____ Source data
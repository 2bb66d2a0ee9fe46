//! Cursor-driven page loop: FETCHING until one of the stop conditions, then DONE.
//!
//! Fatal executor errors propagate as `Err`. Every other way the loop ends
//! (no more pages, count cap, missing container, malformed page structure) is a
//! `StopReason` returned with whatever was collected.

use crate::config::ScrapeOptions;
use crate::error::ScrapeResult;
use crate::filters::{cap_reached, passes_min_likes};
use crate::progress::{NoProgress, ProgressObserver};
use crate::query::{QueryExecutor, QueryVariables};
use crate::record::{extract_comment, CommentRecord};
use serde_json::Value;
use std::fmt;

static NULL_NODE: Value = Value::Null;

/// Why the page loop stopped.
#[derive(Clone, Debug, PartialEq, Eq)]
pub enum StopReason {
    /// Last page reported `has_next_page = false`.
    Exhausted,
    /// `max_comments` qualifying records collected.
    CountCap,
    /// `data.shortcode_media` absent: bad shortcode, private content or expired session.
    MissingContainer,
    /// A page lacked structure the loop indexes directly.
    Structural(String),
}

impl StopReason {
    /// True for the two reasons that mean the target was read as far as requested.
    pub fn is_complete(&self) -> bool {
        matches!(self, StopReason::Exhausted | StopReason::CountCap)
    }
}

impl fmt::Display for StopReason {
    fn fmt(&self, f: &mut fmt::Formatter<'_>) -> fmt::Result {
        match self {
            StopReason::Exhausted => f.write_str("no more pages"),
            StopReason::CountCap => f.write_str("max comment count reached"),
            StopReason::MissingContainer => f.write_str("comment container missing"),
            StopReason::Structural(msg) => write!(f, "malformed page: {msg}"),
        }
    }
}

/// Continuation state, replaced once per page.
#[derive(Clone, Debug, Default, PartialEq, Eq)]
pub struct PageState {
    pub cursor: Option<String>,
    pub has_next: bool,
}

/// Records collected by one run, in page-arrival then in-page order.
#[derive(Clone, Debug, PartialEq, Eq)]
pub struct Collected {
    pub records: Vec<CommentRecord>,
    pub pages: usize,
    pub stop: StopReason,
}

enum PagerState {
    Fetching(PageState),
    Done(StopReason),
}

/// Result of reading one page.
enum PageStep {
    Next(String),
    Stop(StopReason),
}

pub struct CommentPager<'o, E> {
    executor: E,
    opts: ScrapeOptions,
    observer: Box<dyn ProgressObserver + 'o>,
}

impl<'o, E: QueryExecutor> CommentPager<'o, E> {
    pub fn new(executor: E, opts: &ScrapeOptions) -> Self {
        Self { executor, opts: opts.clone(), observer: Box::new(NoProgress) }
    }

    pub fn observer(mut self, observer: impl ProgressObserver + 'o) -> Self {
        self.observer = Box::new(observer);
        self
    }

    pub fn boxed_observer(mut self, observer: Box<dyn ProgressObserver + 'o>) -> Self {
        self.observer = observer;
        self
    }

    /// Drive the loop to DONE.
    pub fn collect(mut self) -> ScrapeResult<Collected> {
        let mut records: Vec<CommentRecord> = Vec::new();
        let mut pages = 0usize;
        let mut state = PagerState::Fetching(PageState { cursor: None, has_next: true });

        let stop = loop {
            let page = match state {
                PagerState::Done(reason) => break reason,
                PagerState::Fetching(page) => page,
            };

            let vars = QueryVariables {
                shortcode: self.opts.shortcode.clone(),
                first: self.opts.page_size.max(1),
                after: page.cursor,
            };
            let body = match self.executor.fetch_page(&vars) {
                Ok(v) => v,
                Err(e) => {
                    self.observer.on_finish(records.len());
                    return Err(e);
                }
            };
            pages += 1;

            let before = records.len();
            let step = ingest_page(&body, &self.opts, &mut records);
            tracing::debug!(page = pages, kept = records.len() - before, total = records.len(), "page read");

            state = match step {
                PageStep::Next(cursor) => PagerState::Fetching(PageState { cursor: Some(cursor), has_next: true }),
                PageStep::Stop(reason) => PagerState::Done(reason),
            };
            self.observer.on_page(records.len(), pages, matches!(state, PagerState::Done(_)));
        };

        match &stop {
            StopReason::MissingContainer => tracing::warn!(
                shortcode = %self.opts.shortcode,
                "'shortcode_media' missing (invalid URL, private content or expired session)"
            ),
            StopReason::Structural(msg) => tracing::warn!(shortcode = %self.opts.shortcode, "error parsing comment data: {msg}"),
            _ => {}
        }
        tracing::info!(pages, records = records.len(), stop = %stop, "comment fetch finished");
        self.observer.on_finish(records.len());

        Ok(Collected { records, pages, stop })
    }
}

/// Read one page body into `records`, applying min-likes then the cap.
fn ingest_page(body: &Value, opts: &ScrapeOptions, records: &mut Vec<CommentRecord>) -> PageStep {
    let media = match body.get("data").and_then(|d| d.get("shortcode_media")) {
        Some(m) if !m.is_null() => m,
        _ => return PageStep::Stop(StopReason::MissingContainer),
    };

    let Some(conn) = media.get("edge_media_to_parent_comment").filter(|c| c.is_object()) else {
        return PageStep::Stop(StopReason::Structural("'edge_media_to_parent_comment' missing".into()));
    };

    let edges: &[Value] = match conn.get("edges") {
        None | Some(Value::Null) => &[],
        Some(Value::Array(list)) => list,
        Some(_) => return PageStep::Stop(StopReason::Structural("'edges' is not an array".into())),
    };

    for edge in edges {
        let node = edge.get("node").unwrap_or(&NULL_NODE);
        let rec = extract_comment(node, opts.include_replies);
        if passes_min_likes(&rec, opts.min_likes) {
            records.push(rec);
        }
        if cap_reached(records.len(), opts.max_comments) {
            return PageStep::Stop(StopReason::CountCap);
        }
    }

    let page_info = conn.get("page_info");
    let has_next = page_info
        .and_then(|p| p.get("has_next_page"))
        .and_then(Value::as_bool)
        .unwrap_or(false);
    if !has_next {
        return PageStep::Stop(StopReason::Exhausted);
    }

    // A next page without a cursor would re-request the first page forever.
    match page_info
        .and_then(|p| p.get("end_cursor"))
        .and_then(Value::as_str)
        .filter(|c| !c.is_empty())
    {
        Some(cursor) => PageStep::Next(cursor.to_string()),
        None => PageStep::Stop(StopReason::Structural("'has_next_page' set without 'end_cursor'".into())),
    }
}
________
:: Work order ::
Take the listing above and repeat exactly the lines from the one containing "pub struct Collected" through the one containing "let mut state", both included.

:: Response area ::
pub struct Collected {
    pub records: Vec<CommentRecord>,
    pub pages: usize,
    pub stop: StopReason,
}

enum PagerState {
    Fetching(PageState),
    Done(StopReason),
}

/// Result of reading one page.
enum PageStep {
    Next(String),
    Stop(StopReason),
}

pub struct CommentPager<'o, E> {
    executor: E,
    opts: ScrapeOptions,
    observer: Box<dyn ProgressObserver + 'o>,
}

impl<'o, E: QueryExecutor> CommentPager<'o, E> {
    pub fn new(executor: E, opts: &ScrapeOptions) -> Self {
        Self { executor, opts: opts.clone(), observer: Box::new(NoProgress) }
    }

    pub fn observer(mut self, observer: impl ProgressObserver + 'o) -> Self {
        self.observer = Box::new(observer);
        self
    }

    pub fn boxed_observer(mut self, observer: Box<dyn ProgressObserver + 'o>) -> Self {
        self.observer = observer;
        self
    }

    /// Drive the loop to DONE.
    pub fn collect(mut self) -> ScrapeResult<Collected> {
        let mut records: Vec<CommentRecord> = Vec::new();
        let mut pages = 0usize;
        let mut state = PagerState::Fetching(PageState { cursor: None, has_next: true });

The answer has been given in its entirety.